From the small plates list, the mini avocado bites (£5.95) have an unseasonal look of summer, but some good, basil-heavy pesto and oil adds a welcome heaviness that suits the conditions. Served on discs of toasted sourdough, the slim avocado wedges aren’t as creamy as they could be, but the sun-dried tomato toppings have a wrinkled sweetness that makes the plate easy to demolish.
A serving of roast beetroot and hummus (£4.95) is similarly summery. Sourdough soldiers parade alongside carrot and celery batons – a little dry, as if they’ve been out for a while – and a generous portion of garlic-lite hummus. The beetroot cubes aren’t roasted as advertised though, so lack the earthy intensity that the oven would add.
Fortunately the main dishes deliver the ballast required on such an evening. Chargrilled butterflied chicken (£12.95) is a fair old feast, with two flattened pieces of moist breast meat sitting on a mound of potato pieces and out-of-season asparagus. There’s a rich and savoury gravy-ish sauce that suits the unsophisticated but tasty dish.
Grilled salmon (£14.95) is good too. It’s charred just enough, and served with some crunchy tenderstem broccoli and flaccid spinach. The accompanying bed of quinoa, however, is drenched in a salty soy-heavy dressing and most of it gets left on the plate.
Our side dishes are a mixed bag, with some good crispy kale (£2.95) that my accomplice describes as “farty”, which she definitely means as a compliment, and halloumi fries (£5.75) that are simply scorched halloumi strips. They seem expensive for what they are.

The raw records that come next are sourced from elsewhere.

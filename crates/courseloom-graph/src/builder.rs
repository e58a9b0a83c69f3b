//! Builder operations over graph snapshots.
//!
//! Every operation is a pure function of its inputs: it either returns a
//! new validated snapshot or an error, never a partially-mutated one. A
//! retrieval failure for any topic aborts the whole build — deliberately
//! stricter than the best-effort corpus provisioning path.

use std::collections::HashMap;

use courseloom_core::{Error, Result};
use courseloom_rag::{RetrievalAnswer, RetrievedSource, Retriever, TextGenerator};
use tracing::{debug, info};

use crate::types::{FileRef, GraphEdge, GraphNode, GraphSnapshot, NodeGroup, TopicData};

/// Build the initial graph from the professor's topic list and the course
/// file catalog. File nodes come first in catalog order, then topic nodes
/// in topic order with ids `topic_1`, `topic_2`, …
pub fn build_initial(
    topics: &[String],
    corpus_id: &str,
    files: &[FileRef],
    retriever: &dyn Retriever,
) -> Result<GraphSnapshot> {
    ensure_configured(retriever)?;

    let mut snapshot = GraphSnapshot::new();
    for file in files {
        snapshot.nodes.push(GraphNode {
            id: file.id.clone(),
            label: file.display_name.clone(),
            group: NodeGroup::for_file(&file.display_name),
        });
    }

    for (i, topic) in topics.iter().enumerate() {
        let index = i as u32 + 1;
        let answer = retriever.query(corpus_id, topic)?;
        attach_topic(&mut snapshot, index, topic, answer);
    }

    snapshot.validate()?;
    info!(
        "Built graph: {} nodes ({} topics, {} files), {} edges",
        snapshot.nodes.len(),
        topics.len(),
        files.len(),
        snapshot.edges.len()
    );
    Ok(snapshot)
}

/// Add one topic to an existing snapshot, returning the new snapshot. The
/// new topic id is the highest existing topic index plus one; removed
/// indices are never reused.
pub fn add_topic(
    name: &str,
    corpus_id: &str,
    snapshot: &GraphSnapshot,
    retriever: &dyn Retriever,
) -> Result<GraphSnapshot> {
    ensure_configured(retriever)?;

    let index = snapshot.next_topic_index();
    let answer = retriever.query(corpus_id, name)?;

    let mut next = snapshot.clone();
    attach_topic(&mut next, index, name, answer);
    next.validate()?;
    info!("Added topic_{index} ({name})");
    Ok(next)
}

/// Remove a topic node, its outgoing edges, and its data entry. Removing
/// an unknown id is a no-op: the input snapshot is returned unchanged.
/// File nodes stay even when the removal leaves them edge-less.
pub fn remove_topic(topic_id: &str, snapshot: &GraphSnapshot) -> GraphSnapshot {
    let exists = snapshot
        .nodes
        .iter()
        .any(|n| n.id == topic_id && n.group.is_topic());
    if !exists {
        debug!("remove_topic: no topic node {topic_id}, leaving snapshot unchanged");
        return snapshot.clone();
    }

    let mut next = snapshot.clone();
    next.nodes.retain(|n| n.id != topic_id);
    next.edges.retain(|e| e.from != topic_id);
    next.data.remove(topic_id);
    info!("Removed {topic_id}");
    next
}

/// Ask the generation collaborator to distill a comma-separated topic list
/// from document summaries. Order is preserved; entries are trimmed and
/// blanks dropped, but duplicates are kept as returned.
pub fn extract_topics_from_summaries(
    summaries: &[String],
    generator: &dyn TextGenerator,
) -> Result<Vec<String>> {
    let prompt = format!(
        "The following are summaries of course materials. Extract the main \
         topics covered as a single comma-separated list. Return only the \
         list.\n\n{}",
        summaries.join("\n\n"),
    );
    let response = generator.generate(&prompt)?;

    Ok(response
        .split(',')
        .map(str::trim)
        .filter(|t| !t.is_empty())
        .map(str::to_string)
        .collect())
}

fn ensure_configured(retriever: &dyn Retriever) -> Result<()> {
    if retriever.is_configured() {
        Ok(())
    } else {
        Err(Error::Config("retrieval collaborator is not configured".into()))
    }
}

/// Append a topic node, its resolved citation edges, and its data entry.
/// Sources that do not resolve to a file node produce no edge; one edge
/// per (topic, file) pair even if the retriever repeats a source.
fn attach_topic(snapshot: &mut GraphSnapshot, index: u32, name: &str, answer: RetrievalAnswer) {
    let file_ids: HashMap<&str, &str> = snapshot
        .nodes
        .iter()
        .filter(|n| !n.group.is_topic())
        .map(|n| (n.label.as_str(), n.id.as_str()))
        .collect();

    let topic_id = format!("topic_{index}");

    let mut sources: Vec<RetrievedSource> = Vec::new();
    let mut edges: Vec<GraphEdge> = Vec::new();
    for source in answer.sources {
        if sources.iter().any(|s| s.filename == source.filename) {
            continue;
        }
        if let Some(file_id) = file_ids.get(source.filename.as_str()) {
            edges.push(GraphEdge {
                from: topic_id.clone(),
                to: (*file_id).to_string(),
            });
        } else {
            debug!("{topic_id}: source {} has no file node", source.filename);
        }
        sources.push(source);
    }

    snapshot.nodes.push(GraphNode {
        id: topic_id.clone(),
        label: name.to_string(),
        group: NodeGroup::Topic,
    });
    snapshot.edges.extend(edges);
    snapshot.data.insert(
        topic_id,
        TopicData {
            summary: answer.summary,
            sources,
        },
    );
}
//! Configuration and data directory management.

use serde::{Deserialize, Serialize};
use std::path::{Path, PathBuf};

/// Paths to all CourseLoom data directories.
#[derive(Debug, Clone, Serialize, Deserialize)]
pub struct DataPaths {
    /// Root data directory (e.g., `data/`).
    pub root: PathBuf,
    /// Course database directory (`data/coursedb/`).
    pub coursedb: PathBuf,
}

impl DataPaths {
    /// Create data paths from a root directory. Creates directories if needed.
    pub fn new(root: impl AsRef<Path>) -> std::io::Result<Self> {
        let root = root.as_ref().to_path_buf();
        let paths = Self {
            coursedb: root.join("coursedb"),
            root,
        };
        std::fs::create_dir_all(&paths.coursedb)?;
        Ok(paths)
    }
}

/// Top-level CourseLoom configuration.
#[derive(Debug, Clone, Serialize, Deserialize)]
pub struct CourseLoomConfig {
    /// HTTP server port.
    pub port: u16,
    /// Data directory paths.
    pub data_paths: DataPaths,
    /// LMS API base URL (e.g., `https://canvas.instructure.com/api/v1`).
    pub lms_base_url: String,
    /// LMS API access token.
    pub lms_token: Option<String>,
    /// Cloud project backing the retrieval and generation collaborators.
    /// `None` means the AI collaborators are unconfigured and graph builds
    /// must fail fast.
    pub cloud_project: Option<String>,
    /// Cloud region for the collaborators.
    pub cloud_location: String,
}

impl CourseLoomConfig {
    /// Create configuration from environment and defaults.
    pub fn from_env(data_dir: impl AsRef<Path>) -> std::io::Result<Self> {
        let port = std::env::var("PORT")
            .ok()
            .and_then(|p| p.parse().ok())
            .unwrap_or(3004);

        let data_paths = DataPaths::new(data_dir)?;

        Ok(Self {
            port,
            data_paths,
            lms_base_url: std::env::var("CANVAS_API_BASE")
                .unwrap_or_else(|_| "https://canvas.instructure.com/api/v1".to_string()),
            lms_token: std::env::var("CANVAS_API_TOKEN").ok(),
            cloud_project: std::env::var("CLOUD_PROJECT").ok(),
            cloud_location: std::env::var("CLOUD_LOCATION")
                .unwrap_or_else(|_| "us-central1".to_string()),
        })
    }
}
//! Collaborator traits consumed by the graph builder and analytics core.

use courseloom_core::{Error, Result};
use serde::{Deserialize, Serialize};

/// A source file that grounded a retrieval answer.
#[derive(Debug, Clone, PartialEq, Eq, Serialize, Deserialize)]
pub struct RetrievedSource {
    pub filename: String,
}

/// A generated answer grounded in retrieved course material.
#[derive(Debug, Clone, Serialize, Deserialize)]
pub struct RetrievalAnswer {
    pub summary: String,
    pub sources: Vec<RetrievedSource>,
}

/// One turn of a chat conversation.
#[derive(Debug, Clone, Serialize, Deserialize)]
pub struct ChatMessage {
    /// `user` or `assistant`.
    pub role: String,
    pub content: String,
}

/// Retrieval backend: query a corpus, get a grounded answer plus citations.
pub trait Retriever: Send + Sync {
    /// Whether the backend is usable. Callers fail fast with a `Config`
    /// error before issuing any queries when this is false.
    fn is_configured(&self) -> bool;

    /// Query the corpus with a single text and generate a grounded answer.
    fn query(&self, corpus_id: &str, text: &str) -> Result<RetrievalAnswer>;

    /// Query with conversation history. Retrieval is driven by the last
    /// user message; implementations may fold earlier turns into the
    /// generation prompt.
    fn query_with_history(
        &self,
        corpus_id: &str,
        history: &[ChatMessage],
    ) -> Result<RetrievalAnswer> {
        let last_user = history
            .iter()
            .rev()
            .find(|m| m.role == "user")
            .ok_or_else(|| Error::Collaborator("no user message in history".into()))?;
        self.query(corpus_id, &last_user.content)
    }
}

/// Single-shot text completion. No session state is retained.
pub trait TextGenerator: Send + Sync {
    fn generate(&self, prompt: &str) -> Result<String>;
}

/// Text embedding backend for query analytics.
pub trait Embedder: Send + Sync {
    fn embed(&self, text: &str) -> Result<Vec<f32>>;

    fn dimension(&self) -> usize;
}

/// Corpus administration: create a corpus and import files into it.
/// Provisioning policy (best-effort per file) lives with the caller.
pub trait CorpusAdmin: Send + Sync {
    fn create_corpus(&self, display_name: &str) -> Result<String>;

    fn import_file(
        &self,
        corpus_id: &str,
        file_id: &str,
        display_name: &str,
        content: &[u8],
    ) -> Result<()>;
}

/// Placeholder backend used when no cloud project is configured.
/// Every call fails with a `Config` error so builds fail fast.
pub struct Unconfigured;

impl Retriever for Unconfigured {
    fn is_configured(&self) -> bool {
        false
    }

    fn query(&self, _corpus_id: &str, _text: &str) -> Result<RetrievalAnswer> {
        Err(Error::Config("retrieval backend not configured".into()))
    }
}

impl TextGenerator for Unconfigured {
    fn generate(&self, _prompt: &str) -> Result<String> {
        Err(Error::Config("generation backend not configured".into()))
    }
}

impl Embedder for Unconfigured {
    fn embed(&self, _text: &str) -> Result<Vec<f32>> {
        Err(Error::Config("embedding backend not configured".into()))
    }

    fn dimension(&self) -> usize {
        0
    }
}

Desserts lack variety, being a list of various cakes plus sorbet or ice-cream, although when it comes, the lemon and raspberry sponge cake (£4.95) is a decent surprise. What looks on the plate like an off-cut of something desiccated turns out to be light and moist, and with a dollop of excellent vanilla ice-cream snaffled from my friend’s three scoops (£4.95), it rounds the meal off well.
A bottle of ever-reliable Love Lane pale ale (£4.95) and a berry-bursting glass of ripe Hugonell Rioja Crianza (£8.80 for 250ml) succeed in warming our cockles, while a full-to-the-brim bucket of potent Americano (£2.60) propels me back out into the icy wastes with a heart pumping nineteen (at least) to the dozen.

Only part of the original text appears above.